The federal government is notifying journalists with credentials to cover federal agencies that their Social Security numbers, addresses, and other personal data may have been stolen. That's thousands of reporters, photographers, and cameramen from across the country. All of that exclusive access comes at a heavy price and unfortunately, it's their identity.

As we reported, OPM sent out the final batch of letters to victims informing them of the data breach and their possible stolen information. OPM is offering credit monitoring services, but you have to call up their hotline or visit a website that had not yet been fully operational. 

Meanwhile, scammers are having field day with private information, which is enough to open credit accounts, apply for loans, submit fraudulent tax returns, and other illegal activity. As a victim of fraud, you are left to live in fear or untangle yourself from the financial mess that irresponsible government agencies created by not protecting your private information adequately.

The Washington Post reports:

Reporters who write about the Defense Department, the White House and the CIA for The Washington Post confirmed that they have received letters in recent weeks, telling them their personal information may have been stolen and urging them to sign up for free credit monitoring and identity-theft protection.
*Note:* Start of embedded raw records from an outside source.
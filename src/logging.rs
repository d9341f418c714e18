//! File logging for CLI runs.
//!
//! Logging is off unless `--log-file` is given. Generation fans hue sets
//! out over rayon workers, so records carry thread ids to keep interleaved
//! hue sets apart.

use std::path::Path;

use tracing_appender::non_blocking::WorkerGuard;
use tracing_subscriber::prelude::*;
use tracing_subscriber::{EnvFilter, fmt};

/// Default log file name when none is given.
pub const DEFAULT_LOG_FILE: &str = "shadesmith.log";

/// Level used when `--log-level` is absent or unparseable.
pub const DEFAULT_LOG_LEVEL: &str = "info";

/// Environment variable holding a full filter directive, e.g.
/// `shadesmith::extrapolate=trace,shadesmith=info`.
pub const LOG_ENV: &str = "SHADESMITH_LOG";

/// Filter for this crate's records.
///
/// A directive in [`LOG_ENV`] wins over `level`. An invalid `level` falls
/// back to [`DEFAULT_LOG_LEVEL`] rather than failing the run.
pub fn log_filter(level: Option<&str>) -> EnvFilter {
    if let Ok(filter) = EnvFilter::try_from_env(LOG_ENV) {
        return filter;
    }
    let level = level.unwrap_or(DEFAULT_LOG_LEVEL);
    EnvFilter::try_new(format!("shadesmith={level}"))
        .unwrap_or_else(|_| EnvFilter::new(format!("shadesmith={DEFAULT_LOG_LEVEL}")))
}

/// Initialize tracing with file output.
///
/// Returns a guard that must be held until exit; dropping it flushes the
/// non-blocking writer. Debug builds also record span enter/close events
/// for the instrumented hue-set generator.
pub fn init_logging(log_path: Option<&Path>, level: Option<&str>) -> WorkerGuard {
    let log_path = log_path.unwrap_or(Path::new(DEFAULT_LOG_FILE));
    let directory = log_path.parent().unwrap_or(Path::new("."));
    let file_name = log_path
        .file_name()
        .unwrap_or_else(|| std::ffi::OsStr::new(DEFAULT_LOG_FILE));

    let (writer, guard) =
        tracing_appender::non_blocking(tracing_appender::rolling::never(directory, file_name));

    let file_layer = fmt::layer()
        .with_writer(writer)
        .with_ansi(false)
        .with_target(true)
        .with_thread_ids(true);

    #[cfg(debug_assertions)]
    let file_layer = {
        use tracing_subscriber::fmt::format::FmtSpan;
        file_layer.with_span_events(FmtSpan::ENTER | FmtSpan::CLOSE)
    };

    tracing_subscriber::registry()
        .with(log_filter(level))
        .with(file_layer)
        .init();

    tracing::info!(
        version = env!("CARGO_PKG_VERSION"),
        path = %log_path.display(),
        "logging started"
    );

    guard
}

#[cfg(test)]
mod tests {
    use super::*;

    #[test]
    fn level_scopes_filter_to_crate() {
        if std::env::var_os(LOG_ENV).is_some() {
            return;
        }
        assert!(log_filter(Some("debug")).to_string().contains("shadesmith=debug"));
    }

    #[test]
    fn invalid_level_falls_back_to_default() {
        if std::env::var_os(LOG_ENV).is_some() {
            return;
        }
        assert!(log_filter(Some("loud")).to_string().contains("shadesmith=info"));
        assert!(log_filter(None).to_string().contains("shadesmith=info"));
    }
}
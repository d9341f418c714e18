//! HSV, RGB and hex conversions for shade colors.
//!
//! Shades store their color as HSV with hue in degrees `[0, 360)` and
//! saturation/value as percentages `[0, 100]`. Conversions go through the
//! `palette` crate so the sector math matches every other color tool.

use std::fmt;

use csscolorparser::Color as CssColor;
use palette::{FromColor, Srgb};
use serde::{Deserialize, Serialize};

/// Saturation below which a color counts as achromatic.
pub const ACHROMATIC_THRESHOLD: f32 = 1.0;

/// Error type for color parsing.
#[derive(Debug, Clone, PartialEq)]
pub enum ColorError {
    /// Text could not be parsed as a CSS color
    Parse { input: String, reason: String },
}

impl fmt::Display for ColorError {
    fn fmt(&self, f: &mut fmt::Formatter<'_>) -> fmt::Result {
        match self {
            Self::Parse { input, reason } => write!(f, "Invalid color '{}': {}", input, reason),
        }
    }
}

impl std::error::Error for ColorError {}

/// A color in HSV percentage space.
#[derive(Debug, Clone, Copy, PartialEq, Serialize, Deserialize)]
pub struct Hsv {
    /// Hue in degrees, `[0, 360)`
    pub h: f32,
    /// Saturation, `[0, 100]`
    pub s: f32,
    /// Value (brightness), `[0, 100]`
    pub v: f32,
}

impl Hsv {
    pub const fn new(h: f32, s: f32, v: f32) -> Self {
        Self { h, s, v }
    }

    /// Read a single channel.
    pub fn get(&self, channel: Channel) -> f32 {
        match channel {
            Channel::H => self.h,
            Channel::S => self.s,
            Channel::V => self.v,
        }
    }

    /// Return a copy with one channel replaced (and clamped to its range).
    pub fn with(self, channel: Channel, value: f32) -> Self {
        let value = channel.clamp(value);
        match channel {
            Channel::H => Self { h: value, ..self },
            Channel::S => Self { s: value, ..self },
            Channel::V => Self { v: value, ..self },
        }
    }

    /// Wrap hue and clamp saturation/value into their ranges.
    pub fn normalized(self) -> Self {
        Self {
            h: Channel::H.clamp(self.h),
            s: Channel::S.clamp(self.s),
            v: Channel::V.clamp(self.v),
        }
    }
}

/// One of the three HSV channels.
#[derive(Debug, Clone, Copy, PartialEq, Eq, Hash, Serialize, Deserialize)]
#[serde(rename_all = "lowercase")]
pub enum Channel {
    H,
    S,
    V,
}

impl Channel {
    pub const ALL: [Channel; 3] = [Channel::H, Channel::S, Channel::V];

    /// Bring a raw channel value back into range.
    ///
    /// Hue wraps around the color wheel; saturation and value clamp to
    /// `[0, 100]`. Every extrapolated value passes through here before it
    /// reaches a shade.
    pub fn clamp(self, value: f32) -> f32 {
        match self {
            Self::H => normalize_hue(value),
            Self::S | Self::V => value.clamp(0.0, 100.0),
        }
    }

    pub fn display_name(self) -> &'static str {
        match self {
            Self::H => "Hue",
            Self::S => "Saturation",
            Self::V => "Value",
        }
    }
}

impl fmt::Display for Channel {
    fn fmt(&self, f: &mut fmt::Formatter<'_>) -> fmt::Result {
        f.write_str(self.display_name())
    }
}

/// Wrap a hue angle into `[0, 360)`.
pub fn normalize_hue(h: f32) -> f32 {
    ((h % 360.0) + 360.0) % 360.0
}

/// Whether a color carries no meaningful hue.
pub fn is_achromatic(hsv: Hsv) -> bool {
    hsv.s < ACHROMATIC_THRESHOLD
}

/// Convert HSV percentages to 8-bit sRGB.
///
/// # Example
///
/// ```
/// use shadesmith::color::{Hsv, hsv_to_rgb};
///
/// let red = hsv_to_rgb(Hsv::new(0.0, 100.0, 100.0));
/// assert_eq!((red.red, red.green, red.blue), (255, 0, 0));
/// ```
pub fn hsv_to_rgb(hsv: Hsv) -> Srgb<u8> {
    let hsv = hsv.normalized();
    let native: palette::Hsv = palette::Hsv::new(hsv.h, hsv.s / 100.0, hsv.v / 100.0);
    let rgb: Srgb = Srgb::from_color(native);
    clamp_rgb(Srgb::new(rgb.red * 255.0, rgb.green * 255.0, rgb.blue * 255.0))
}

/// Convert 8-bit sRGB to HSV percentages.
pub fn rgb_to_hsv(rgb: Srgb<u8>) -> Hsv {
    let native: palette::Hsv = palette::Hsv::from_color(rgb.into_format::<f32>());
    Hsv {
        h: normalize_hue(native.hue.into_positive_degrees()),
        s: native.saturation * 100.0,
        v: native.value * 100.0,
    }
}

/// Clamp an sRGB color on the 0-255 scale and round to 8 bits.
///
/// Spline arithmetic can overshoot the gamut slightly, so every value is
/// clamped before it is encoded.
pub fn clamp_rgb(color: Srgb<f32>) -> Srgb<u8> {
    let channel = |c: f32| c.clamp(0.0, 255.0).round() as u8;
    Srgb::new(channel(color.red), channel(color.green), channel(color.blue))
}

/// Convert sRGB to a `#rrggbb` hex string.
pub fn rgb_to_hex(color: Srgb<u8>) -> String {
    format!("#{:02x}{:02x}{:02x}", color.red, color.green, color.blue)
}

/// Convert HSV percentages straight to a `#rrggbb` hex string.
pub fn hsv_to_hex(hsv: Hsv) -> String {
    rgb_to_hex(hsv_to_rgb(hsv))
}

/// Parse any CSS color string into `Srgb<u8>`.
///
/// Supports: hex (#RRGGBB), rgb(), hsl(), hsv(), named colors, etc.
pub fn parse_color(input: &str) -> Result<Srgb<u8>, ColorError> {
    let css_color: CssColor = input.parse().map_err(|e| ColorError::Parse {
        input: input.to_string(),
        reason: format!("{}", e),
    })?;
    let [r, g, b, _a] = css_color.to_rgba8();
    Ok(Srgb::new(r, g, b))
}

/// Parse a CSS color string into HSV percentages.
pub fn hex_to_hsv(input: &str) -> Result<Hsv, ColorError> {
    parse_color(input).map(rgb_to_hsv)
}
//! Shade ramps: individual shades, hue sets and palettes.

use std::fmt;

use serde::{Deserialize, Serialize};

use crate::color::{Channel, ColorError, Hsv, hex_to_hsv, hsv_to_hex, is_achromatic};
use crate::extrapolate::ExtrapolationMode;
use crate::scale::ShadeScale;

/// Placeholder color for new shades before any generation or edit.
pub const PLACEHOLDER_HSV: Hsv = Hsv::new(0.0, 0.0, 50.0);

/// Where a generated shade's color came from.
#[derive(Debug, Clone, Copy, PartialEq, Eq, Hash, Serialize, Deserialize)]
#[serde(rename_all = "snake_case")]
pub enum ExtrapolationMethod {
    /// Inside the locked span, on the spline
    Interpolated,
    /// Outside the span, straight-line extension
    Linear,
    /// Outside the span, bent toward the white/black anchors
    Adjusted,
}

impl ExtrapolationMethod {
    pub fn display_name(self) -> &'static str {
        match self {
            Self::Interpolated => "interpolated",
            Self::Linear => "linear",
            Self::Adjusted => "adjusted",
        }
    }

    /// Tooltip text explaining how a shade was produced under `mode`.
    pub fn describe(self, mode: ExtrapolationMode) -> String {
        match self {
            Self::Interpolated => {
                "Interpolated on a smooth curve between locked shades".to_string()
            }
            Self::Linear => format!(
                "Extended linearly past the locked shades ({} mode)",
                mode
            ),
            Self::Adjusted => match mode {
                ExtrapolationMode::FunctionalSaturated => {
                    "Curved toward white and a rich saturated black".to_string()
                }
                _ => "Curved toward white and black anchors".to_string(),
            },
        }
    }
}

impl fmt::Display for ExtrapolationMethod {
    fn fmt(&self, f: &mut fmt::Formatter<'_>) -> fmt::Result {
        f.write_str(self.display_name())
    }
}

/// One swatch of a ramp.
#[derive(Debug, Clone, PartialEq, Serialize, Deserialize)]
pub struct Shade {
    pub index: usize,
    pub label: u32,
    pub hsv: Hsv,
    /// `#rrggbb`, always the hex form of `hsv`
    pub color: String,
    pub locked: bool,
    pub selected_for_h: bool,
    pub selected_for_s: bool,
    pub selected_for_v: bool,
    #[serde(default, skip_serializing_if = "Option::is_none")]
    pub extrapolation_method: Option<ExtrapolationMethod>,
    #[serde(default, skip_serializing_if = "Option::is_none")]
    pub generation_mode: Option<ExtrapolationMode>,
}

impl Shade {
    /// New unlocked shade with the placeholder color, selected for all channels.
    pub fn new(index: usize, label: u32) -> Self {
        Self {
            index,
            label,
            hsv: PLACEHOLDER_HSV,
            color: hsv_to_hex(PLACEHOLDER_HSV),
            locked: false,
            selected_for_h: true,
            selected_for_s: true,
            selected_for_v: true,
            extrapolation_method: None,
            generation_mode: None,
        }
    }

    pub fn is_selected_for(&self, channel: Channel) -> bool {
        match channel {
            Channel::H => self.selected_for_h,
            Channel::S => self.selected_for_s,
            Channel::V => self.selected_for_v,
        }
    }

    pub fn channel_value(&self, channel: Channel) -> f32 {
        self.hsv.get(channel)
    }

    pub fn set_selected_for(&mut self, channel: Channel, selected: bool) {
        match channel {
            Channel::H => self.selected_for_h = selected,
            Channel::S => self.selected_for_s = selected,
            Channel::V => self.selected_for_v = selected,
        }
    }

    /// Whether this shade contributes a control point to `channel`.
    ///
    /// Only locked, selected shades anchor a channel; achromatic shades
    /// carry no usable hue and never anchor the hue channel.
    pub fn anchors(&self, channel: Channel) -> bool {
        if !self.locked || !self.is_selected_for(channel) {
            return false;
        }
        match channel {
            Channel::H => self.hsv.s > 1.0,
            Channel::S | Channel::V => true,
        }
    }

    pub fn is_achromatic(&self) -> bool {
        is_achromatic(self.hsv)
    }

    /// Manual color edit. Clears the provenance tag.
    pub fn set_hsv(&mut self, hsv: Hsv) {
        self.hsv = hsv.normalized();
        self.color = hsv_to_hex(self.hsv);
        self.extrapolation_method = None;
    }

    /// Manual edit from color text (hex or any CSS color).
    pub fn set_hex(&mut self, input: &str) -> Result<(), ColorError> {
        let hsv = hex_to_hsv(input)?;
        self.set_hsv(hsv);
        Ok(())
    }

    /// Curve edit of a single channel, e.g. dragging a point on the V curve.
    pub fn set_channel(&mut self, channel: Channel, value: f32) {
        self.set_hsv(self.hsv.with(channel, value));
    }

    /// Store a generated color along with its provenance.
    pub(crate) fn apply_generated(
        &mut self,
        hsv: Hsv,
        method: ExtrapolationMethod,
        mode: ExtrapolationMode,
    ) {
        self.hsv = hsv;
        self.color = hsv_to_hex(hsv);
        self.extrapolation_method = Some(method);
        self.generation_mode = Some(mode);
    }

    /// Explanation of the current provenance tag, if any.
    pub fn explanation(&self) -> Option<String> {
        let method = self.extrapolation_method?;
        Some(method.describe(self.generation_mode.unwrap_or_default()))
    }
}

/// One color ramp (one palette key), lightest shade first.
#[derive(Debug, Clone, PartialEq, Serialize, Deserialize)]
pub struct HueSet {
    pub name: String,
    pub shades: Vec<Shade>,
    #[serde(default)]
    pub extrapolation_mode: ExtrapolationMode,
}

impl HueSet {
    /// A gray ramp from near-white to near-black across `scale`.
    pub fn new(name: impl Into<String>, scale: &ShadeScale) -> Self {
        let last = scale.last_index().max(1) as f32;
        let shades = scale
            .labels()
            .iter()
            .enumerate()
            .map(|(index, &label)| {
                let mut shade = Shade::new(index, label);
                let v = 95.0 - 85.0 * index as f32 / last;
                shade.set_hsv(Hsv::new(0.0, 0.0, v));
                shade
            })
            .collect();

        Self {
            name: name.into(),
            shades,
            extrapolation_mode: ExtrapolationMode::default(),
        }
    }

    pub fn with_mode(mut self, mode: ExtrapolationMode) -> Self {
        self.extrapolation_mode = mode;
        self
    }

    pub fn shade(&self, label: u32) -> Option<&Shade> {
        self.shades.iter().find(|s| s.label == label)
    }

    pub fn shade_mut(&mut self, label: u32) -> Option<&mut Shade> {
        self.shades.iter_mut().find(|s| s.label == label)
    }

    /// The scale implied by this ramp's labels.
    ///
    /// Ramps whose labels are not strictly increasing get evenly spaced
    /// labels of the same length, so index math still lines up.
    pub fn scale(&self) -> ShadeScale {
        ShadeScale::new(self.shades.iter().map(|s| s.label).collect())
            .unwrap_or_else(|| ShadeScale::evenly_spaced(self.shades.len()))
    }

    /// Set a shade's color and lock it as an anchor.
    ///
    /// Returns `false` when no shade carries `label`.
    pub fn lock(&mut self, label: u32, hsv: Hsv) -> bool {
        match self.shade_mut(label) {
            Some(shade) => {
                shade.set_hsv(hsv);
                shade.locked = true;
                true
            }
            None => false,
        }
    }

    pub fn unlock(&mut self, label: u32) -> bool {
        match self.shade_mut(label) {
            Some(shade) => {
                shade.locked = false;
                true
            }
            None => false,
        }
    }

    pub fn locked_indices(&self) -> Vec<usize> {
        self.shades
            .iter()
            .filter(|s| s.locked)
            .map(|s| s.index)
            .collect()
    }

    /// Replace the shades with a fresh generation pass.
    ///
    /// Returns whether the expressive-mode anchor advisory fired.
    pub fn regenerate(&mut self) -> bool {
        let result = crate::generate::generate_hue_set(self);
        self.shades = result.shades;
        result.anchor_advisory
    }
}

/// A named collection of hue sets sharing one scale.
#[derive(Debug, Clone, PartialEq, Serialize, Deserialize)]
pub struct Palette {
    pub name: String,
    pub scale: ShadeScale,
    pub hue_sets: Vec<HueSet>,
}

impl Palette {
    pub fn new(name: impl Into<String>, scale: ShadeScale) -> Self {
        Self {
            name: name.into(),
            scale,
            hue_sets: Vec::new(),
        }
    }

    pub fn hue_set(&self, name: &str) -> Option<&HueSet> {
        self.hue_sets.iter().find(|h| h.name == name)
    }

    /// Fetch a hue set by name, creating a default gray ramp if missing.
    pub fn hue_set_or_insert(&mut self, name: &str) -> &mut HueSet {
        let position = match self.hue_sets.iter().position(|h| h.name == name) {
            Some(position) => position,
            None => {
                self.hue_sets.push(HueSet::new(name, &self.scale));
                self.hue_sets.len() - 1
            }
        };
        &mut self.hue_sets[position]
    }

    pub fn remove_hue_set(&mut self, name: &str) -> Option<HueSet> {
        let position = self.hue_sets.iter().position(|h| h.name == name)?;
        Some(self.hue_sets.remove(position))
    }
}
Journalists, contractors without access to sensitive material, and even volunteers who go in and out of federal buildings also are thoroughly vetted, albeit through a less rigorous process, as long as they want credentials for regular access to a facility for a period of at least six months.

The vetting of journalists, in other words, is similar to what’s done for much of the federal workforce. They’re not high-level background investigations like a CIA officer, diplomat or someone handling nuclear materials would go through, but the government still wants to know if the person has a criminal history, if they are who they say they are and whether their work history checks out. A fingerprint check usually is involved, and the person submits a Social Security number, date of birth, address and a few other details of their identity.

OPM has every right to vet journalists and any person seeking regular admission to federal buildings, where they'll interact with those who need special protection (from President Obama on down). However, OPM has demonstrated negligence of the sensitive personal information under their care. Federal agencies, such as the IRS, have also been slow to catch up. 

Here's a simple rule: if you're asking for my information, you should first show me that you'll protect it. Just as private sector employers take care not to share the personal information of employees and applicants and institute stringent document retention policies, public agencies should as well.

State and local government agencies shouldn't wag their fingers or sit by idly either. The OPM breach is an opportune teaching moment for all that no one is immune from online attacks. Instead of apologizing after the fact, good stewardship of the public trust demands being proactively vigilant.